# Work item
Among the records below, find the line that has "fn from(points: Vec<Point3<f64>>)"; from there, give the lines again exactly, and stop after the line that has "assert_relative_eq!(line.point_at(-1.0).unwrap().x, 0.0);".

# Exercise input
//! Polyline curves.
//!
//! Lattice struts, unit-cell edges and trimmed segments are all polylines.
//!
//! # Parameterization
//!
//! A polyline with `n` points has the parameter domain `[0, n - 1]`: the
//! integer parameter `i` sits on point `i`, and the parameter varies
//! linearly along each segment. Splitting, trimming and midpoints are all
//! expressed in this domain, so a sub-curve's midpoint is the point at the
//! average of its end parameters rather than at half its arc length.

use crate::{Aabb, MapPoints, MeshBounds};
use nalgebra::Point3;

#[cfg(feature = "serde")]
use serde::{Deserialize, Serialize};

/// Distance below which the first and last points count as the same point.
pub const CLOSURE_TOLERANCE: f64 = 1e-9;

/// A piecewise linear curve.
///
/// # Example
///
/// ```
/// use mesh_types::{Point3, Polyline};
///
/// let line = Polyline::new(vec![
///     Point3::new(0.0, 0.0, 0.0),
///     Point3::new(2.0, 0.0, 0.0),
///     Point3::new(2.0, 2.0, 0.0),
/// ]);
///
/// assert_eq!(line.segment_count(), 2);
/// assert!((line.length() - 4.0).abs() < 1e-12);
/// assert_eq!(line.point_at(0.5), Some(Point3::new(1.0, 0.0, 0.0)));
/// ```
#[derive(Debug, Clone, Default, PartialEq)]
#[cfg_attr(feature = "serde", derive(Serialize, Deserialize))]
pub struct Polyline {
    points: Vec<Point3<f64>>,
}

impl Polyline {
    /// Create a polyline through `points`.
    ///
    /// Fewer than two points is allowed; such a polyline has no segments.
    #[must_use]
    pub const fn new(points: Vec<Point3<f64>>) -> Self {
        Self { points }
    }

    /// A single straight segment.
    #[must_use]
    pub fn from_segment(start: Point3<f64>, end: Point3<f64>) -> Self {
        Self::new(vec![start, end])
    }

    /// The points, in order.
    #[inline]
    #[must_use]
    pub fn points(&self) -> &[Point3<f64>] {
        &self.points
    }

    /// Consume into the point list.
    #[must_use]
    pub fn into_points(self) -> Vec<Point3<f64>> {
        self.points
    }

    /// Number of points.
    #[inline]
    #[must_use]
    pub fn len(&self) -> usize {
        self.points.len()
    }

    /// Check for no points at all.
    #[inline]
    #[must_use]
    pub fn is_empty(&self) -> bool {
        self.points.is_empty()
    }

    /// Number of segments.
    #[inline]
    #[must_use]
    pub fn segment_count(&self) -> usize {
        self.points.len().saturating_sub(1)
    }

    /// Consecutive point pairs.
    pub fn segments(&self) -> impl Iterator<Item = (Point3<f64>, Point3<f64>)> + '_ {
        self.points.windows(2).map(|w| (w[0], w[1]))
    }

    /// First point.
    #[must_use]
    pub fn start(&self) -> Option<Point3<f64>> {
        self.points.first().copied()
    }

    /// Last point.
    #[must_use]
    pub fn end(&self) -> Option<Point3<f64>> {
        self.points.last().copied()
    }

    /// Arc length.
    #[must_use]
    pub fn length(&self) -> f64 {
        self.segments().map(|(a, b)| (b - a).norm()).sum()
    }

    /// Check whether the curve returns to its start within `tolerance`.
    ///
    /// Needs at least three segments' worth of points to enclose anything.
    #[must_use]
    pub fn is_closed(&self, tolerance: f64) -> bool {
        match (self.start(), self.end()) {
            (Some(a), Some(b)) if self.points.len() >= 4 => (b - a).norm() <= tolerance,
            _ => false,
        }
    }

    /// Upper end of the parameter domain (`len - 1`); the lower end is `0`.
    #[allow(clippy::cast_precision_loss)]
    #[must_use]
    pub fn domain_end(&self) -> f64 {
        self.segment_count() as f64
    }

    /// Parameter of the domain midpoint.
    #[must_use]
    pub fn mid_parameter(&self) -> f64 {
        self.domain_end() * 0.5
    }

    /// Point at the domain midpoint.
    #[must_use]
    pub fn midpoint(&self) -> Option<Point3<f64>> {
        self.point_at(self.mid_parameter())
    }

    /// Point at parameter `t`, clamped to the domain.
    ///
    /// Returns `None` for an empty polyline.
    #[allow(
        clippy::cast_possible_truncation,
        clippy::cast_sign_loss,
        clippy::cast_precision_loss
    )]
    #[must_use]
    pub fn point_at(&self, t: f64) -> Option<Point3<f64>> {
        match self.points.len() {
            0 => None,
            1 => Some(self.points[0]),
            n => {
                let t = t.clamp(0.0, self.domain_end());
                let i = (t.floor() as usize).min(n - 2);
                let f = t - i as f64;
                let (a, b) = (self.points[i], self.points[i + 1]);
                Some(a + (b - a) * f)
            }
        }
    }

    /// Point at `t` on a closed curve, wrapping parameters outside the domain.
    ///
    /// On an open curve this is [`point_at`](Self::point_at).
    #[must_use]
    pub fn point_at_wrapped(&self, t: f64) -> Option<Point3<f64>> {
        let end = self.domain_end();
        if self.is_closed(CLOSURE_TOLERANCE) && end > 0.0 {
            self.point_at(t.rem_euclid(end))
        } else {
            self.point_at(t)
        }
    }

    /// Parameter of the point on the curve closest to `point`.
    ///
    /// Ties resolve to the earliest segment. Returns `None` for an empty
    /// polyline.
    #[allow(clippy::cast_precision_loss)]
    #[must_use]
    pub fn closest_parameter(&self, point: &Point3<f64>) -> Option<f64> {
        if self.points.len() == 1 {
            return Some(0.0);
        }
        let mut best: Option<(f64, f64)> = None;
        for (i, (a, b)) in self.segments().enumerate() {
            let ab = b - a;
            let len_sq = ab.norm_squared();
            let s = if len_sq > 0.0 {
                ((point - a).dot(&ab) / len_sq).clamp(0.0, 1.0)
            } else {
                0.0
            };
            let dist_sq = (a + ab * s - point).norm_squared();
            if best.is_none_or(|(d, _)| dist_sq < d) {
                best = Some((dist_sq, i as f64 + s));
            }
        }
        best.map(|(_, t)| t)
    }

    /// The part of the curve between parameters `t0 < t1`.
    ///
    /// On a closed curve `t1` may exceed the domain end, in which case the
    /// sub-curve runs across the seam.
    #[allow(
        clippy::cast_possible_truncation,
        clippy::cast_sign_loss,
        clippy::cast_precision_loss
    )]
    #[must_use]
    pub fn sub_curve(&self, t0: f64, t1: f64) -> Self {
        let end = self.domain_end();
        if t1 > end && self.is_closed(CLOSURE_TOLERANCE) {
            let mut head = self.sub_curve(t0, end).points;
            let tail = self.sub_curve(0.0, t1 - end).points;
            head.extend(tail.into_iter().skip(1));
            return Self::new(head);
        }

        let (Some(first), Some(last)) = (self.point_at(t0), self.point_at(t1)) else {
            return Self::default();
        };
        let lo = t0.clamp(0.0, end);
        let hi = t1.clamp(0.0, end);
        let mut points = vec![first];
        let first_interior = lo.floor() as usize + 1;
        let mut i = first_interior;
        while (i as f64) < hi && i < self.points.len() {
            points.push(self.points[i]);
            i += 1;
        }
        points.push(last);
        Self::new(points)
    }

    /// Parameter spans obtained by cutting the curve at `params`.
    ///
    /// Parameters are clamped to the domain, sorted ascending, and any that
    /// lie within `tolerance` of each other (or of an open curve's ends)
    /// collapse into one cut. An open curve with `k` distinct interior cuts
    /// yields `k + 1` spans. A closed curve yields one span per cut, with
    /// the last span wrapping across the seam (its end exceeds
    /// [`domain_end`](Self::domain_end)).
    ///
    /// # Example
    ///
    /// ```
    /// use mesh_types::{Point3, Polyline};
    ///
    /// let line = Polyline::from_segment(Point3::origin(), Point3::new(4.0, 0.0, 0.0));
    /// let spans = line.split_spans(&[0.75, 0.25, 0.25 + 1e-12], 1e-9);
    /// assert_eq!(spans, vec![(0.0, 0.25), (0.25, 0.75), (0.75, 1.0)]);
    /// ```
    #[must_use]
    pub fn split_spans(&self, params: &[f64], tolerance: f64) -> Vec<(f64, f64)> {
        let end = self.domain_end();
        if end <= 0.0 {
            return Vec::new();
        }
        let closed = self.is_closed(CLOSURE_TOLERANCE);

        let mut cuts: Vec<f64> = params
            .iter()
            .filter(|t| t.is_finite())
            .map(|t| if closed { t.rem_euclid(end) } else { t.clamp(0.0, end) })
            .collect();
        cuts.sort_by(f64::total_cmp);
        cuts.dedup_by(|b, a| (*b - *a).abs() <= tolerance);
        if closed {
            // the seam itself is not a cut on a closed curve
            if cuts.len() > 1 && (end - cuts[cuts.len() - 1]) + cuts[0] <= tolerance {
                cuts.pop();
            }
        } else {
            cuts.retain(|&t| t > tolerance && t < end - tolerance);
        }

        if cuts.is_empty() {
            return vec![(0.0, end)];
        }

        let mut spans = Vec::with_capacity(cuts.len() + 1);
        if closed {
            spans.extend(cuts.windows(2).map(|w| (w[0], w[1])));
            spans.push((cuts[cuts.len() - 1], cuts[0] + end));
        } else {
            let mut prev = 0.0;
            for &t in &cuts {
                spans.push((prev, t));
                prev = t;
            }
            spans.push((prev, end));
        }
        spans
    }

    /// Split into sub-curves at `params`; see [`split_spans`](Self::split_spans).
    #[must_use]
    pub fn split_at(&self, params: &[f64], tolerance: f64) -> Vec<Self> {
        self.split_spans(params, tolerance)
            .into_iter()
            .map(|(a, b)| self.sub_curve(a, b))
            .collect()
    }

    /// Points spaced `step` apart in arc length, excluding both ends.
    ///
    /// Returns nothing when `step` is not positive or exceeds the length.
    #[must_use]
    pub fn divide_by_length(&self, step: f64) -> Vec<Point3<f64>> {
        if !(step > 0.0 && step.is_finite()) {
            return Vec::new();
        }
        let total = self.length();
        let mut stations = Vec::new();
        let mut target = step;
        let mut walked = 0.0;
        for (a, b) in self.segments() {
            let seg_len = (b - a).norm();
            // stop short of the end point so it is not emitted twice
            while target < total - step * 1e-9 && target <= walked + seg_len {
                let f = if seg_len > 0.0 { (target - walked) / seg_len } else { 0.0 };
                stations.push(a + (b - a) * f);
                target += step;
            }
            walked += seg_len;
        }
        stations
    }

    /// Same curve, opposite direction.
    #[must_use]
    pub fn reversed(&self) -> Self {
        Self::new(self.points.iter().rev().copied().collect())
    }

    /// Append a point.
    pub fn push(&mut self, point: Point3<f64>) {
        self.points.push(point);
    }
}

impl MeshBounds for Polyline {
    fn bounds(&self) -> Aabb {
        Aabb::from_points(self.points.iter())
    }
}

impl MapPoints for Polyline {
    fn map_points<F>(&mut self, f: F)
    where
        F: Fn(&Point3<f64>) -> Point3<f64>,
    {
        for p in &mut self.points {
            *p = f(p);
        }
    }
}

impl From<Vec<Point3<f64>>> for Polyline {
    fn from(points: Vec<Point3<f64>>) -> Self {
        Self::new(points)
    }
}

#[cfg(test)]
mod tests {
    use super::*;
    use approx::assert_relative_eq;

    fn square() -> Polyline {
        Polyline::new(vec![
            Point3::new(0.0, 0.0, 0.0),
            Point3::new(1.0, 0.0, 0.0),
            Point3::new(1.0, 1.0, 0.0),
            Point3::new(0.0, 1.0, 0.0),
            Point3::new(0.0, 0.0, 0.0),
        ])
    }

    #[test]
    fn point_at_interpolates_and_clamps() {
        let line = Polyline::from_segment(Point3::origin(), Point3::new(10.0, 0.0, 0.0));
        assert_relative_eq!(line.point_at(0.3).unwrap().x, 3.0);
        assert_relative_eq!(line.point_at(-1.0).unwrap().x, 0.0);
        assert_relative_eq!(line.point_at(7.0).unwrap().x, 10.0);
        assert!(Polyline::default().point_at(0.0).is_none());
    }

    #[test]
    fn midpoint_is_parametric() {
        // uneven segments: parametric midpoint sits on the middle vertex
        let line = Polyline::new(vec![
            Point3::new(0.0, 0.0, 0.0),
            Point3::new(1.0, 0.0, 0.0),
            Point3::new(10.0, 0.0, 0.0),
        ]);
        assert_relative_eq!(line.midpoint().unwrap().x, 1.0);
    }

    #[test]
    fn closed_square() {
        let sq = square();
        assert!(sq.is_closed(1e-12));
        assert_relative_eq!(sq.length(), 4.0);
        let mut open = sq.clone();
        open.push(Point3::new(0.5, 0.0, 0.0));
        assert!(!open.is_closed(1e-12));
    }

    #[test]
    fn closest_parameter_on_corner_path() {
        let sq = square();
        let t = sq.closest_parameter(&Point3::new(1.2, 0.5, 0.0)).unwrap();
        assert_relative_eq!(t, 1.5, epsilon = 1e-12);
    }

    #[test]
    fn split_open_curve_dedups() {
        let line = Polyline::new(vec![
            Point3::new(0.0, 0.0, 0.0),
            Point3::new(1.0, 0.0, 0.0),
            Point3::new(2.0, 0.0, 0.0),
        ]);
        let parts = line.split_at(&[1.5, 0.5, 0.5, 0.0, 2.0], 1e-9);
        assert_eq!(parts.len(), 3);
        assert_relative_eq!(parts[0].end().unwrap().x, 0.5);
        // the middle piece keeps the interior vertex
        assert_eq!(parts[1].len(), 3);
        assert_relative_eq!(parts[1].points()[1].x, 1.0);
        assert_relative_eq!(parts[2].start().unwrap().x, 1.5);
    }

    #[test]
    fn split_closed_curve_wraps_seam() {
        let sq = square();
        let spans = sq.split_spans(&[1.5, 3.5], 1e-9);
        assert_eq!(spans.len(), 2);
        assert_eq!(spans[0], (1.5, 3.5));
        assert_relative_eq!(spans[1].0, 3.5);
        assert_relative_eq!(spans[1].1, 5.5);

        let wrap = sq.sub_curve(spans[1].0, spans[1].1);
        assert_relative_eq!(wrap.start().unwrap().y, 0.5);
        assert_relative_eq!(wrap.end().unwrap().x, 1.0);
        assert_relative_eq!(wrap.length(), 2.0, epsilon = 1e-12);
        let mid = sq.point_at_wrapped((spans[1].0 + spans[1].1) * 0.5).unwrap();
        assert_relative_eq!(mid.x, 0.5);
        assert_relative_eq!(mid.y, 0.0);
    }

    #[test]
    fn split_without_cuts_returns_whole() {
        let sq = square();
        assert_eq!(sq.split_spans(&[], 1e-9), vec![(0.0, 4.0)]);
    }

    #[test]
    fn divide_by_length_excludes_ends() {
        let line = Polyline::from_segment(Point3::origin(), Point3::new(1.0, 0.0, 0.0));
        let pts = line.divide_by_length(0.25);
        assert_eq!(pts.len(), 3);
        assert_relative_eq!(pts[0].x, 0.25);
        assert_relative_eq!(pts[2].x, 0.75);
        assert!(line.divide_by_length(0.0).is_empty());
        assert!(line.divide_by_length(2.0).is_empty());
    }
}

# Answer
    fn from(points: Vec<Point3<f64>>) -> Self {
        Self::new(points)
    }
}

#[cfg(test)]
mod tests {
    use super::*;
    use approx::assert_relative_eq;

    fn square() -> Polyline {
        Polyline::new(vec![
            Point3::new(0.0, 0.0, 0.0),
            Point3::new(1.0, 0.0, 0.0),
            Point3::new(1.0, 1.0, 0.0),
            Point3::new(0.0, 1.0, 0.0),
            Point3::new(0.0, 0.0, 0.0),
        ])
    }

    #[test]
    fn point_at_interpolates_and_clamps() {
        let line = Polyline::from_segment(Point3::origin(), Point3::new(10.0, 0.0, 0.0));
        assert_relative_eq!(line.point_at(0.3).unwrap().x, 3.0);
        assert_relative_eq!(line.point_at(-1.0).unwrap().x, 0.0);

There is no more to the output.